These proofreading tips just aren’t working for several of my students this year.
Is it because they’re lazy? Sloppy? Have low standards? Or is it because they can’t spot their errors — or that they don’t know grammar?
It’s probably all of the above. But in order for me to help them improve their writing, I need to figure out exactly what’s going on.
Here are some of my thoughts:
- Ask students about their proofreading process. How do they proofread? For how long? How do they know they’re finished?

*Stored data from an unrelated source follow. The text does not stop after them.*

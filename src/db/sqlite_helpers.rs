//! SQLite helper utilities for type conversion
//!
//! SQLite has no native boolean, list or timestamp types. Flags are stored as
//! 0/1 integers, lists as JSON text and timestamps as local `YYYY-mm-dd HH:MM:SS`
//! text so that lexical order equals chronological order.

use chrono::{Duration, Local};
use serde::{Serialize, de::DeserializeOwned};
use sqlx::Row;
use sqlx::sqlite::SqliteRow;

/// Timestamp layout used by every DATE/UPDATE_TIME column
pub const TIMESTAMP_FORMAT: &str = "%Y-%m-%d %H:%M:%S";

// ============================================================================
// Array/Vec Helpers (stored as JSON strings in SQLite)
// ============================================================================

/// Serialize a Vec to a JSON string for SQLite storage
#[inline]
pub fn vec_to_json<T: Serialize>(v: &[T]) -> String {
    serde_json::to_string(v).unwrap_or_else(|_| "[]".to_string())
}

/// Deserialize a JSON string from SQLite to a Vec
#[inline]
pub fn json_to_vec<T: DeserializeOwned>(s: &str) -> Vec<T> {
    serde_json::from_str(s).unwrap_or_default()
}

/// Serialize any serializable value to a JSON string
#[inline]
pub fn to_json<T: Serialize>(value: &T) -> String {
    serde_json::to_string(value).unwrap_or_else(|_| "null".to_string())
}

// ============================================================================
// Timestamp Helpers
// ============================================================================

/// Current local time in the stored layout
#[inline]
pub fn now_timestamp() -> String {
    Local::now().format(TIMESTAMP_FORMAT).to_string()
}

/// Local time `days` ago in the stored layout
#[inline]
pub fn timestamp_days_ago(days: i64) -> String {
    (Local::now() - Duration::days(days))
        .format(TIMESTAMP_FORMAT)
        .to_string()
}

// ============================================================================
// Boolean Helpers (SQLite uses 0/1 integers)
// ============================================================================

/// Convert bool to SQLite integer (0 or 1)
#[inline]
pub fn bool_to_int(b: bool) -> i32 {
    if b { 1 } else { 0 }
}

/// Convert SQLite integer to bool
#[inline]
pub fn int_to_bool(i: i32) -> bool {
    i != 0
}

/// Convert a `Y`/`N` flag column to bool
#[inline]
pub fn yn_to_bool(s: Option<&str>) -> bool {
    matches!(s, Some("Y") | Some("y"))
}

/// Convert bool to a `Y`/`N` flag column
#[inline]
pub fn bool_to_yn(b: bool) -> &'static str {
    if b { "Y" } else { "N" }
}

// ============================================================================
// Row Helpers (legacy columns are nullable throughout)
// ============================================================================

/// Read a nullable TEXT column, mapping NULL to an empty string
#[inline]
pub fn text(row: &SqliteRow, column: &str) -> sqlx::Result<String> {
    Ok(row.try_get::<Option<String>, _>(column)?.unwrap_or_default())
}

/// Read a nullable INTEGER column, mapping NULL to 0
#[inline]
pub fn int(row: &SqliteRow, column: &str) -> sqlx::Result<i64> {
    Ok(row.try_get::<Option<i64>, _>(column)?.unwrap_or_default())
}

#[cfg(test)]
mod tests {
    use super::*;

    #[test]
    fn test_vec_json_roundtrip() {
        let v = vec!["transfer_finished".to_string(), "site_message".to_string()];
        let json = vec_to_json(&v);
        let parsed: Vec<String> = json_to_vec(&json);
        assert_eq!(v, parsed);
    }

    #[test]
    fn test_invalid_json_is_empty() {
        let parsed: Vec<String> = json_to_vec("not json");
        assert!(parsed.is_empty());
    }

    #[test]
    fn test_timestamp_format() {
        let now = now_timestamp();
        assert!(chrono::NaiveDateTime::parse_from_str(&now, TIMESTAMP_FORMAT).is_ok());
    }

    #[test]
    fn test_days_ago_sorts_before_now() {
        assert!(timestamp_days_ago(30) < now_timestamp());
    }

    #[test]
    fn test_bool_conversion() {
        assert_eq!(bool_to_int(true), 1);
        assert_eq!(bool_to_int(false), 0);
        assert!(int_to_bool(1));
        assert!(int_to_bool(42));
        assert!(!int_to_bool(0));
        assert!(yn_to_bool(Some("Y")));
        assert!(!yn_to_bool(Some("N")));
        assert!(!yn_to_bool(None));
        assert_eq!(bool_to_yn(true), "Y");
    }
}
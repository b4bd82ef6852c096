use serde_json::{Map, Value};

/// 名称字段优先级：多语言字段在前，普通 `name` 兜底
pub const NAME_FIELD_PRIORITY: [&str; 7] = [
    "name_en", "name_cn", "name_de", "name_es", "name_fr", "name_it", "name",
];

/// 条目的输入形态（封闭集合），所有形态判断集中于此
#[derive(Debug, Clone, Copy, PartialEq)]
pub enum NameShape<'a> {
    /// 纯文本
    Text(&'a str),
    /// 携带名称字段的对象
    Named(&'a Map<String, Value>),
    /// 缺失/空值/无法识别的形态
    Absent,
}

impl<'a> NameShape<'a> {
    #[inline]
    pub fn of(value: &'a Value) -> Self {
        match value {
            Value::String(s) if !s.is_empty() => NameShape::Text(s),
            Value::Object(map) => NameShape::Named(map),
            _ => NameShape::Absent,
        }
    }

    /// 解析出名称文本；纯文本原样返回（保留首尾空白）
    pub fn resolve(self) -> Option<&'a str> {
        match self {
            NameShape::Text(s) => Some(s),
            NameShape::Named(map) => NAME_FIELD_PRIORITY.iter().find_map(|field| {
                match map.get(*field) {
                    Some(Value::String(s)) if !s.is_empty() => Some(s.as_str()),
                    _ => None,
                }
            }),
            NameShape::Absent => None,
        }
    }
}

/// 解析任意条目的名称文本，无法解析返回 None（调用方直接跳过）
#[inline]
pub fn resolve_name(item: &Value) -> Option<&str> {
    NameShape::of(item).resolve()
}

- Observe students proofreading their essays. Suggest different methods and see which ones yield better results.
- Assign a standard proofreading process. Tell them exactly what to do and see if the uniformity works.
That’s just a beginning list. I’m inclined to do all three. In fact, I began today with one student. I asked her about her feelings toward grammar and proofreading. (“I hate grammar!” she said.) She then proofread her essay in three different ways, and we talked about which method worked best for her and why. (The method she liked the best — reading a printed copy out loud — also found the most mistakes.)
I like #3, too. My students benefit from specific directions. One idea is to make all my students do the same exact proofreading process. Another (better) idea is for the students to proofread based on their grammar patterns. I know that other teachers do this, but I haven’t figured out a good way to pull this off. Please let me know if you have ideas!